## RECORDS TO USE
//! Error taxonomy
//!
//! Routine gameplay rejections (illegal moves, duplicate terminal events)
//! are not errors and never show up here.

use thiserror::Error;

/// Failure reported by a remote collaborator
#[derive(Debug, Clone, PartialEq, Eq, Error)]
pub enum ApiError {
    /// The other player declined delegation
    #[error("request denied")]
    Denied,
    #[error("credential rejected")]
    Unauthorized,
    #[error("server responded with status {status}")]
    Http { status: u16 },
    #[error("network failure: {0}")]
    Network(String),
    #[error("malformed response: {0}")]
    Malformed(String),
}

/// Match construction aborted before the simulation could start
#[derive(Debug, Clone, PartialEq, Eq, Error)]
pub enum SetupError {
    #[error("could not resolve the identity of a participant")]
    MissingIdentity,
    #[error("{username} declined to delegate their credential")]
    CredentialDenied { username: String },
    #[error("at most {max} players can share the keyboard")]
    TooManyPlayers { max: usize },
    #[error(transparent)]
    Api(#[from] ApiError),
}

/// Structural tournament failures and coordinator misuse
#[derive(Debug, Clone, PartialEq, Eq, Error)]
pub enum TournamentError {
    #[error("a tournament needs at least 2 players")]
    NotEnoughPlayers,
    #[error("{0} is already registered")]
    DuplicatePlayer(String),
    #[error("{0} is not registered")]
    UnknownPlayer(String),
    #[error("the primary player cannot be removed")]
    PrimaryPlayerRemoval,
    #[error("the tournament has already started")]
    AlreadyStarted,
    #[error("the tournament has not started")]
    NotStarted,
    #[error("a match is already being played")]
    AdvanceInProgress,
    #[error("no bracket entry with id {0}")]
    UnknownMatch(u32),
    #[error("match {0} is not the active match")]
    MatchNotActive(u32),
    #[error(transparent)]
    Setup(#[from] SetupError),
}

/// Stored settings could not be read or written
#[derive(Debug, Error)]
pub enum SettingsError {
    #[error("invalid settings: {0}")]
    Json(#[from] serde_json::Error),
}

#[cfg(test)]
mod tests {
    use super::*;

    #[test]
    fn test_setup_error_wraps_api_error() {
        let err: SetupError = ApiError::Http { status: 502 }.into();
        assert_eq!(err.to_string(), "server responded with status 502");
    }

    #[test]
    fn test_denied_credential_names_player() {
        let err = SetupError::CredentialDenied {
            username: "marvin".into(),
        };
        assert_eq!(err.to_string(), "marvin declined to delegate their credential");
    }
}
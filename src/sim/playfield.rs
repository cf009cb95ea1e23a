//! Tetris playfield grid

use serde::{Deserialize, Serialize};

use super::tetromino::{Piece, Shape};

pub const EMPTY: u8 = 0;
/// Locked cell of a finished board
pub const LOCKED: u8 = 8;
/// Where the losing piece overlapped existing blocks
pub const OVERLAP: u8 = 9;

/// Row-major grid, row 0 at the top
#[derive(Debug, Clone, PartialEq, Eq, Serialize, Deserialize)]
pub struct Playfield {
    cols: usize,
    cells: Vec<Vec<u8>>,
}

impl Playfield {
    pub fn new(rows: usize, cols: usize) -> Self {
        Self {
            cols,
            cells: vec![vec![EMPTY; cols]; rows],
        }
    }

    pub fn rows(&self) -> usize {
        self.cells.len()
    }

    pub fn cols(&self) -> usize {
        self.cols
    }

    pub fn get(&self, row: usize, col: usize) -> Option<u8> {
        self.cells.get(row)?.get(col).copied()
    }

    pub fn set(&mut self, row: usize, col: usize, value: u8) {
        if let Some(cell) = self.cells.get_mut(row).and_then(|r| r.get_mut(col)) {
            *cell = value;
        }
    }

    pub fn row(&self, row: usize) -> &[u8] {
        &self.cells[row]
    }

    fn occupied(&self, row: i32, col: i32) -> bool {
        if row < 0 || col < 0 {
            return true;
        }
        self.get(row as usize, col as usize)
            .is_none_or(|v| v != EMPTY)
    }

    /// True if `shape` placed at (`row`, `col`) stays inside the grid and
    /// overlaps nothing
    pub fn fits(&self, shape: &Shape, row: i32, col: i32) -> bool {
        shape
            .cells()
            .all(|(r, c, _)| !self.occupied(row + r as i32, col + c as i32))
    }

    /// Write the piece into the grid. Returns the positions written.
    pub fn lock(&mut self, piece: &Piece) -> Vec<(usize, usize)> {
        let mut placed = Vec::with_capacity(4);
        for (r, c, v) in piece.cells() {
            if r >= 0 && c >= 0 {
                self.set(r as usize, c as usize, v);
                placed.push((r as usize, c as usize));
            }
        }
        placed
    }

    /// Stamp a piece that could not spawn: overlapping cells become
    /// [`OVERLAP`], the rest [`LOCKED`]
    pub fn stamp_overlap(&mut self, piece: &Piece) {
        for (r, c, _) in piece.cells() {
            if r < 0 || c < 0 {
                continue;
            }
            let (r, c) = (r as usize, c as usize);
            match self.get(r, c) {
                Some(EMPTY) => self.set(r, c, LOCKED),
                Some(_) => self.set(r, c, OVERLAP),
                None => {}
            }
        }
    }

    /// Remove every full row, shifting everything above it down.
    /// Returns how many rows were removed.
    pub fn clear_full_rows(&mut self) -> u32 {
        let before = self.cells.len();
        self.cells.retain(|row| row.iter().any(|v| *v == EMPTY));
        let cleared = before - self.cells.len();
        for _ in 0..cleared {
            self.cells.insert(0, vec![EMPTY; self.cols]);
        }
        cleared as u32
    }

    /// Repaint a finished board: piece colors become [`LOCKED`], the
    /// overlap marker survives
    pub fn finalize(&mut self) {
        for cell in self.cells.iter_mut().flatten() {
            if (1..=LOCKED).contains(cell) {
                *cell = LOCKED;
            }
        }
    }
}
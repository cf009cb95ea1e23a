//! Tetromino shapes and the 7-bag randomizer

use rand::{Rng, SeedableRng};
use rand_pcg::Pcg32;
use serde::{Deserialize, Serialize};

#[derive(Debug, Clone, Copy, PartialEq, Eq, Hash, Serialize, Deserialize)]
pub enum PieceKind {
    I,
    O,
    T,
    S,
    Z,
    J,
    L,
}

impl PieceKind {
    pub const ALL: [PieceKind; 7] = [
        PieceKind::I,
        PieceKind::O,
        PieceKind::T,
        PieceKind::S,
        PieceKind::Z,
        PieceKind::J,
        PieceKind::L,
    ];

    /// Cell value written to the playfield, 1 through 7
    pub fn color_id(self) -> u8 {
        match self {
            PieceKind::I => 1,
            PieceKind::O => 2,
            PieceKind::T => 3,
            PieceKind::S => 4,
            PieceKind::Z => 5,
            PieceKind::J => 6,
            PieceKind::L => 7,
        }
    }

    /// Spawn orientation
    pub fn shape(self) -> Shape {
        let v = self.color_id();
        let rows: Vec<Vec<u8>> = match self {
            PieceKind::I => vec![vec![v], vec![v], vec![v], vec![v]],
            PieceKind::O => vec![vec![v, v], vec![v, v]],
            PieceKind::T => vec![vec![0, v, 0], vec![v, v, v]],
            PieceKind::S => vec![vec![0, v, v], vec![v, v, 0]],
            PieceKind::Z => vec![vec![v, v, 0], vec![0, v, v]],
            PieceKind::J => vec![vec![v, 0, 0], vec![v, v, v]],
            PieceKind::L => vec![vec![0, 0, v], vec![v, v, v]],
        };
        Shape { rows }
    }
}

/// Rectangular cell matrix. Zero is empty.
#[derive(Debug, Clone, PartialEq, Eq, Serialize, Deserialize)]
pub struct Shape {
    rows: Vec<Vec<u8>>,
}

impl Shape {
    pub fn from_rows(rows: Vec<Vec<u8>>) -> Self {
        Self { rows }
    }

    pub fn height(&self) -> usize {
        self.rows.len()
    }

    pub fn width(&self) -> usize {
        self.rows.first().map_or(0, Vec::len)
    }

    /// Clockwise quarter turn: transpose, then reverse each row
    pub fn rotated(&self) -> Shape {
        let (h, w) = (self.height(), self.width());
        let rows = (0..w)
            .map(|c| (0..h).rev().map(|r| self.rows[r][c]).collect())
            .collect();
        Shape { rows }
    }

    /// Occupied cells as (row, col, value)
    pub fn cells(&self) -> impl Iterator<Item = (usize, usize, u8)> + '_ {
        self.rows.iter().enumerate().flat_map(|(r, row)| {
            row.iter()
                .enumerate()
                .filter(|(_, v)| **v != 0)
                .map(move |(c, v)| (r, c, *v))
        })
    }
}

/// The falling piece. `row`/`col` locate the shape's top-left corner.
#[derive(Debug, Clone, PartialEq, Eq, Serialize, Deserialize)]
pub struct Piece {
    pub kind: PieceKind,
    pub shape: Shape,
    pub row: i32,
    pub col: i32,
}

impl Piece {
    /// Top row, horizontally centered
    pub fn spawn(kind: PieceKind, cols: usize) -> Self {
        let shape = kind.shape();
        let col = (cols / 2) as i32 - (shape.width() / 2) as i32;
        Self {
            kind,
            shape,
            row: 0,
            col,
        }
    }

    /// Absolute board positions of every occupied cell
    pub fn cells(&self) -> impl Iterator<Item = (i32, i32, u8)> + '_ {
        self.shape
            .cells()
            .map(|(r, c, v)| (self.row + r as i32, self.col + c as i32, v))
    }
}

/// Deals every kind once, in random order, before reshuffling
#[derive(Debug, Clone)]
pub struct Bag {
    queue: Vec<PieceKind>,
    rng: Pcg32,
}

impl Bag {
    pub fn new(seed: u64) -> Self {
        Self {
            queue: Vec::with_capacity(PieceKind::ALL.len()),
            rng: Pcg32::seed_from_u64(seed),
        }
    }

    pub fn next_kind(&mut self) -> PieceKind {
        if self.queue.is_empty() {
            self.refill();
        }
        // refill() always leaves seven kinds queued
        self.queue.pop().unwrap_or(PieceKind::I)
    }

    fn refill(&mut self) {
        let mut pool = PieceKind::ALL.to_vec();
        while !pool.is_empty() {
            let i = self.rng.random_range(0..pool.len());
            self.queue.push(pool.remove(i));
        }
    }
}

#[cfg(test)]
mod tests {
    use super::*;
    use proptest::prelude::*;
    use std::collections::HashSet;

    #[test]
    fn test_color_ids_match_shape_cells() {
        for kind in PieceKind::ALL {
            assert!(kind.shape().cells().all(|(_, _, v)| v == kind.color_id()));
            assert_eq!(kind.shape().cells().count(), 4);
        }
    }

    #[test]
    fn test_rotate_t_clockwise() {
        let t = PieceKind::T.shape().rotated();
        assert_eq!(t, Shape::from_rows(vec![vec![3, 0], vec![3, 3], vec![3, 0]]));
    }

    #[test]
    fn test_rotate_i_lies_flat() {
        let i = PieceKind::I.shape().rotated();
        assert_eq!((i.height(), i.width()), (1, 4));
    }

    #[test]
    fn test_four_turns_restore_shape() {
        for kind in PieceKind::ALL {
            let s = kind.shape();
            assert_eq!(s.rotated().rotated().rotated().rotated(), s);
        }
    }

    #[test]
    fn test_spawn_is_centered() {
        assert_eq!(Piece::spawn(PieceKind::I, 10).col, 5);
        assert_eq!(Piece::spawn(PieceKind::O, 10).col, 4);
        assert_eq!(Piece::spawn(PieceKind::T, 10).col, 4);
    }

    #[test]
    fn test_same_seed_same_sequence() {
        let mut a = Bag::new(99);
        let mut b = Bag::new(99);
        for _ in 0..21 {
            assert_eq!(a.next_kind(), b.next_kind());
        }
    }

    proptest! {
        #[test]
        fn prop_every_window_of_seven_is_a_permutation(seed in any::<u64>(), bags in 1usize..6) {
            let mut bag = Bag::new(seed);
            for _ in 0..bags {
                let window: HashSet<PieceKind> = (0..7).map(|_| bag.next_kind()).collect();
                prop_assert_eq!(window.len(), 7);
            }
        }
    }
}
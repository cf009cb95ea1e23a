//! Pong field, paddles, ball and HUD

use super::{Color, Surface, TextAlign};
use crate::sim::{MatchPhase, PaddleController, PongMatch, PongRules, Side};

const BACKGROUND: Color = Color::rgb(44, 62, 80);
const NET_WIDTH: f32 = 10.0;
const NET_DASH: f32 = 7.0;
const NET_GAP: f32 = 15.0;
/// Net stops this far from the top and bottom walls
const NET_MARGIN: f32 = 140.0;

/// Text shown over a finished match
pub fn result_banner<O: PaddleController>(m: &PongMatch<O>) -> Option<String> {
    let outcome = m.outcome()?;
    let text = match (m.seat(Side::Right), outcome.winner) {
        (None, Side::Left) => "Winner!".to_string(),
        (None, Side::Right) => "You lost!".to_string(),
        (Some(_), winner) => {
            let name = m.seat(winner).map(|s| s.identity.label()).unwrap_or("?");
            format!("{name} wins!")
        }
    };
    Some(text)
}

fn headline<O: PaddleController>(m: &PongMatch<O>) -> String {
    match m.seat(Side::Right) {
        Some(right) => {
            let left = m.seat(Side::Left).map(|s| s.identity.label()).unwrap_or("?");
            format!("{} VS {}", left, right.identity.label())
        }
        None => format!("First one who scores {} wins!", m.rules().target_score),
    }
}

/// Shown under the result banner when the same seats can play again
pub fn draw_rematch_prompt<S: Surface>(rules: &PongRules, surface: &mut S) {
    let (w, h) = (rules.field_width, rules.field_height);
    surface.draw_text(
        "Press any key to play again",
        w / 2.0,
        h / 2.0 + 70.0,
        30.0,
        Color::WHITE,
        TextAlign::Center,
    );
}

pub fn draw_pong<O: PaddleController, S: Surface>(m: &PongMatch<O>, surface: &mut S, now_ms: f64) {
    let rules = m.rules();
    let (w, h) = (rules.field_width, rules.field_height);
    surface.clear(BACKGROUND);

    // Dashed net
    let net_x = w / 2.0 - NET_WIDTH / 2.0;
    let mut y = NET_MARGIN;
    while y < h - NET_MARGIN {
        let dash = NET_DASH.min(h - NET_MARGIN - y);
        surface.fill_rect(net_x, y, NET_WIDTH, dash, Color::WHITE);
        y += NET_DASH + NET_GAP;
    }

    for side in [Side::Left, Side::Right] {
        let p = m.paddle(side);
        surface.fill_rect(p.pos.x, p.pos.y, p.size.x, p.size.y, Color::WHITE);
    }

    if m.ball_visible(now_ms) && m.phase() != MatchPhase::Menu {
        let b = m.ball();
        surface.fill_rect(b.pos.x, b.pos.y, b.size.x, b.size.y, Color::WHITE);
    }

    let left = m.paddle(Side::Left).score.to_string();
    let right = m.paddle(Side::Right).score.to_string();
    surface.draw_text(&left, w / 2.0 - 300.0, 200.0, 100.0, Color::WHITE, TextAlign::Center);
    surface.draw_text(&right, w / 2.0 + 300.0, 200.0, 100.0, Color::WHITE, TextAlign::Center);
    surface.draw_text(&headline(m), w / 2.0, 50.0, 30.0, Color::WHITE, TextAlign::Center);

    match m.phase() {
        MatchPhase::Menu => {
            surface.fill_rect(0.0, 0.0, w, h, Color::SHADE);
            surface.draw_text(
                "Press any key to begin",
                w / 2.0,
                h / 2.0,
                50.0,
                Color::WHITE,
                TextAlign::Center,
            );
        }
        MatchPhase::Over => {
            if let Some(banner) = result_banner(m) {
                surface.fill_rect(0.0, 0.0, w, h, Color::SHADE);
                surface.draw_text(&banner, w / 2.0, h / 2.0, 60.0, Color::GOLD, TextAlign::Center);
            }
        }
        _ => {}
    }
}

#[cfg(test)]
mod tests {
    use super::*;
    use crate::api::{Credential, Participant, PlayerIdentity};
    use crate::input::ControlMap;
    use crate::renderer::recording::RecordingSurface;
    use crate::sim::{AiController, KeyboardController, PaddleAction};

    fn keys() -> ControlMap<PaddleAction> {
        ControlMap::new().bind("w", PaddleAction::Up)
    }

    fn seat(name: &str) -> Participant {
        Participant::new(PlayerIdentity::new(name), Credential::new(name))
    }

    fn solo() -> PongMatch<AiController> {
        PongMatch::new(
            PongRules::default(),
            seat("arthur"),
            None,
            KeyboardController::new(keys()),
            AiController,
            1,
        )
    }

    #[test]
    fn test_menu_prompts_for_key() {
        let mut m = solo();
        m.show();
        let mut s = RecordingSurface::default();
        draw_pong(&m, &mut s, 0.0);
        let texts = s.texts();
        assert!(texts.contains(&"Press any key to begin".to_string()));
        assert!(texts.contains(&"First one who scores 5 wins!".to_string()));
    }

    #[test]
    fn test_versus_headline_names_both() {
        let m = PongMatch::new(
            PongRules::default(),
            seat("arthur"),
            Some(seat("ford")),
            KeyboardController::new(keys()),
            KeyboardController::new(ControlMap::new()),
            1,
        );
        let mut s = RecordingSurface::default();
        draw_pong(&m, &mut s, 0.0);
        assert!(s.texts().contains(&"arthur VS ford".to_string()));
        assert_eq!(result_banner(&m), None);
    }

    #[test]
    fn test_scores_are_drawn() {
        let mut m = solo();
        m.show();
        let mut s = RecordingSurface::default();
        draw_pong(&m, &mut s, 0.0);
        assert_eq!(s.texts().iter().filter(|t| *t == "0").count(), 2);
    }

    #[test]
    fn test_rematch_prompt_text() {
        let rules = PongRules::default();
        let mut s = RecordingSurface::default();
        draw_rematch_prompt(&rules, &mut s);
        assert_eq!(s.texts(), vec!["Press any key to play again"]);
    }
}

## WHAT IS NEEDED
The lines above from the one containing "if let Some(banner)" through the one containing "fn seat(name: &str)" are to be set down exactly, and no others.

## RESPONSE BELOW
            if let Some(banner) = result_banner(m) {
                surface.fill_rect(0.0, 0.0, w, h, Color::SHADE);
                surface.draw_text(&banner, w / 2.0, h / 2.0, 60.0, Color::GOLD, TextAlign::Center);
            }
        }
        _ => {}
    }
}

#[cfg(test)]
mod tests {
    use super::*;
    use crate::api::{Credential, Participant, PlayerIdentity};
    use crate::input::ControlMap;
    use crate::renderer::recording::RecordingSurface;
    use crate::sim::{AiController, KeyboardController, PaddleAction};

    fn keys() -> ControlMap<PaddleAction> {
        ControlMap::new().bind("w", PaddleAction::Up)
    }

    fn seat(name: &str) -> Participant {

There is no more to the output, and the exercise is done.